◆ Supplied data ◆
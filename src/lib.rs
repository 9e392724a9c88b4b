//! Pokecatch - browse the PokeAPI catalog and keep a caught collection
//!
//! This library exposes the app's modules for testing.

pub mod action;
pub mod api;
pub mod collection;
pub mod components;
pub mod effect;
pub mod logging;
pub mod pagination;
pub mod reducer;
pub mod state;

◆ Your task ◆
The reply is to be an exact copy of the listing.

◆ Solution ◆
filename src/lib.rs
repository 9e392724a9c88b4b
//! Pokecatch - browse the PokeAPI catalog and keep a caught collection
//!
//! This library exposes the app's modules for testing.

pub mod action;
pub mod api;
pub mod collection;
pub mod components;
pub mod effect;
pub mod logging;
pub mod pagination;
pub mod reducer;
pub mod state;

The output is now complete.